No obstante, la técnica no lo es todo. El fisioterapeuta Antonio Pérez destacó en una entrevista para ABC que, si bien el conocimiento técnico es una herramienta poderosa para no hundirse, el agotamiento físico progresivo termina por afectar incluso a los nadadores con mayor experiencia.

Expertos consultados por Scientific American señalan que un individuo en estado de relajación y con los pulmones expandidos puede sostenerse en agua dulce durante algunos minutos. Sin embargo, factores como la fatiga de los músculos y la exhalación de aire reducen este tiempo drásticamente, subrayando la relevancia de gestionar la energía y el aire en contextos de emergencia o recreación.

Diferencias de densidad y margen de supervivencia

La variable crucial es la densidad. Según reporta Live Science, los niveles de salinidad en el océano elevan la densidad del fluido, otorgando un empuje hacia arriba que termina

“facilitando que las personas floten con menos esfuerzo que en agua dulce”

. Por este motivo, el mar ofrece una flotabilidad natural que puede brindar segundos de oro durante un rescate, mientras que en agua dulce la técnica debe ser casi perfecta para ganar tiempo.

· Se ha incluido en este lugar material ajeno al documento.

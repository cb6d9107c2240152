//! The switch aggregate: flow table, port table, controller connections,
//! and the datapath provider behind them.
//!
//! Runs inside a host poll loop: `run` does one bounded unit of work and
//! `wait` registers wakeups. There is no internal parallelism; everything
//! here executes on the host loop's thread.

use std::collections::HashSet;
use std::sync::Mutex;

use rand::Rng;
use thiserror::Error;

use crate::classifier::Classifier;
use crate::connection::{ConnId, ConnMgr, ConnectionType};
use crate::datapath::{normalize_type, DatapathError, DatapathEvent, DatapathProvider};
use crate::message::{
    BadRequest, ErrorType, FlowMod, FlowModCmd, FlowModFailed, FlowRemoved, FlowRemovedReason,
    FlowStats, Message, NxMessage, PacketIn, PacketInFormat, PacketInReason, Payload, PortDesc,
    PortMod, PortModFailed, PortReason, PortStatus, Timeout,
};
use crate::message::Pattern;
use crate::packet::bytes_of_mac;
use crate::port_table::{phy_equal, Port, PortTable, OFPP_LOCAL};
use crate::rate_limit::RateLimit;
use crate::rule::Rule;

const MFR_DESC_WIDTH: usize = 256;
const HW_DESC_WIDTH: usize = 256;
const SW_DESC_WIDTH: usize = 256;
const SERIAL_DESC_WIDTH: usize = 32;
const DP_DESC_WIDTH: usize = 256;

const DEFAULT_MFR_DESC: &str = "Open Switch Project";
const DEFAULT_HW_DESC: &str = "software switch";
const DEFAULT_SW_DESC: &str = env!("CARGO_PKG_VERSION");
const DEFAULT_SERIAL_DESC: &str = "None";
const DEFAULT_DP_DESC: &str = "None";

/// Errors a message handler can produce: either an OpenFlow error destined
/// for the offending connection, or a provider-side failure.
#[derive(Debug, Error)]
pub enum SwitchError {
    #[error("openflow error {0:?}")]
    Of(ErrorType),
    #[error(transparent)]
    Io(#[from] DatapathError),
}

impl SwitchError {
    pub fn of(et: ErrorType) -> SwitchError {
        SwitchError::Of(et)
    }
}

#[derive(Debug, Error)]
pub enum CreateError {
    #[error("a switch named '{0}' already exists")]
    DuplicateName(String),
    #[error(transparent)]
    Datapath(#[from] DatapathError),
}

#[derive(Copy, Clone, Debug, PartialEq, Eq)]
pub enum FailMode {
    Secure,
    Standalone,
}

/// Human-readable descriptor strings, each silently truncated to its fixed
/// wire width on set.
#[derive(Debug, Clone)]
pub struct Descriptions {
    pub manufacturer: String,
    pub hardware: String,
    pub software: String,
    pub serial: String,
    pub datapath: String,
}

impl Default for Descriptions {
    fn default() -> Descriptions {
        Descriptions {
            manufacturer: DEFAULT_MFR_DESC.to_string(),
            hardware: DEFAULT_HW_DESC.to_string(),
            software: DEFAULT_SW_DESC.to_string(),
            serial: DEFAULT_SERIAL_DESC.to_string(),
            datapath: DEFAULT_DP_DESC.to_string(),
        }
    }
}

// Process-wide registry of switch names, for admin command dispatch.
// Initialized lazily on first switch creation and torn down when the last
// switch is destroyed.
static SWITCHES_BY_NAME: Mutex<Option<HashSet<String>>> = Mutex::new(None);

fn registry_insert(name: &str) -> bool {
    let mut guard = SWITCHES_BY_NAME.lock().unwrap();
    guard
        .get_or_insert_with(HashSet::new)
        .insert(name.to_string())
}

fn registry_remove(name: &str) {
    let mut guard = SWITCHES_BY_NAME.lock().unwrap();
    if let Some(set) = guard.as_mut() {
        set.remove(name);
        if set.is_empty() {
            *guard = None;
        }
    }
}

/// The admin `list` command: one switch name per line, status 200.
pub fn admin_list() -> (u16, String) {
    let guard = SWITCHES_BY_NAME.lock().unwrap();
    let mut names: Vec<String> = guard
        .as_ref()
        .map(|set| set.iter().cloned().collect())
        .unwrap_or_default();
    names.sort();
    let mut body = String::new();
    for name in names {
        body.push_str(&name);
        body.push('\n');
    }
    (200, body)
}

/// Basic switch facts for admin tools.
#[derive(Debug, Clone, PartialEq, Eq)]
pub struct SwitchInfo {
    pub name: String,
    pub typ: String,
    pub datapath_id: u64,
    pub n_ports: usize,
    pub n_flows: usize,
    pub n_connections: usize,
}

pub struct Switch {
    name: String,
    typ: String,
    pub datapath_id: u64,
    fallback_dpid: u64,
    pub descriptions: Descriptions,
    pub fail_mode: FailMode,
    pub ports: PortTable,
    pub classifier: Classifier,
    pub connmgr: ConnMgr,
    pub provider: Box<dyn DatapathProvider>,
    table_warn_rl: RateLimit,
    dup_port_rl: RateLimit,
}
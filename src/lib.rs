//! OpenFlow control-plane core for a software switch.
//!
//! The crate terminates OpenFlow sessions (1.0 through 1.2 plus Nicira
//! extensions), keeps an authoritative wildcarded flow table, mirrors the
//! datapath's ports, and drives a pluggable datapath provider. It never
//! opens sockets or forwards packets itself: the transport below and the
//! forwarding engine beneath are reached through traits.

pub mod bits;
pub mod packet;

pub mod message;
pub mod ofp_header;
pub mod ofp_message;
pub mod ofp_serialization;
pub mod ofp_utils;
pub mod openflow;
pub mod openflow0x01;
pub mod openflow0x02;
pub mod openflow0x03;

pub mod nicira;
pub mod nx_match;

pub mod classifier;
pub mod connection;
pub mod datapath;
pub mod handler;
pub mod pktbuf;
pub mod port_table;
pub mod rate_limit;
pub mod rule;
pub mod switch;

Datos de la Royal Life Saving Society del Reino Unido indican que, bajo condiciones óptimas, una persona con entrenamiento puede flotar hasta 10 minutos. Sin embargo, para la mayoría de la población, el tiempo real de flotación efectiva en agua dulce difícilmente supera los tres minutos.

El impacto de la composición corporal y el entorno

Más allá del tipo de agua, la composición corporal es determinante. La masa muscular y la densidad ósea juegan en contra de la flotabilidad, mientras que un mayor porcentaje de grasa corporal (que es menos densa que el agua) ayuda a permanecer en la superficie. Así, una constitución física atlética puede enfrentar mayores retos para flotar de forma pasiva que una persona con más tejido adiposo.

La capacidad de flotar depende también de la composición corporal: un mayor porcentaje de grasa facilita permanecer en la superficie, según Live Science

La coordinación y el control del estrés son pilares para maximizar el tiempo en el agua. El especialista Antonio Pérez reitera que la serenidad permite optimizar la flotación, aunque los límites biológicos impuestos por el cansancio son inevitables.

Estrategias de supervivencia en aguas abiertas

Las condiciones ambientales también dictan el éxito. La Royal Life Saving Society advierte que la temperatura del agua es un factor crítico: el agua fría acelera la fatiga y merma la coordinación motriz, reduciendo las posibilidades de supervivencia incluso para expertos.

Para enfrentar una caída accidental, los protocolos internacionales recomiendan la “flotación pasiva”. Esta maniobra consiste en:

  • Inclinar la cabeza hacia atrás.
  • Mantener el cuerpo relajado.
  • Extender las extremidades para ampliar el contacto con el agua.

Desde la Royal Life Saving Society se enfatiza que

“la calma y el control de la respiración resultan determinantes, porque la fatiga y la pérdida de aire limitan severamente la capacidad de mantenerse en la superficie”

. Adoptar una postura que minimice el movimiento permite ahorrar energía y extiende el tiempo disponible para que los equipos de rescate intervengan antes de que aparezca el agotamiento total.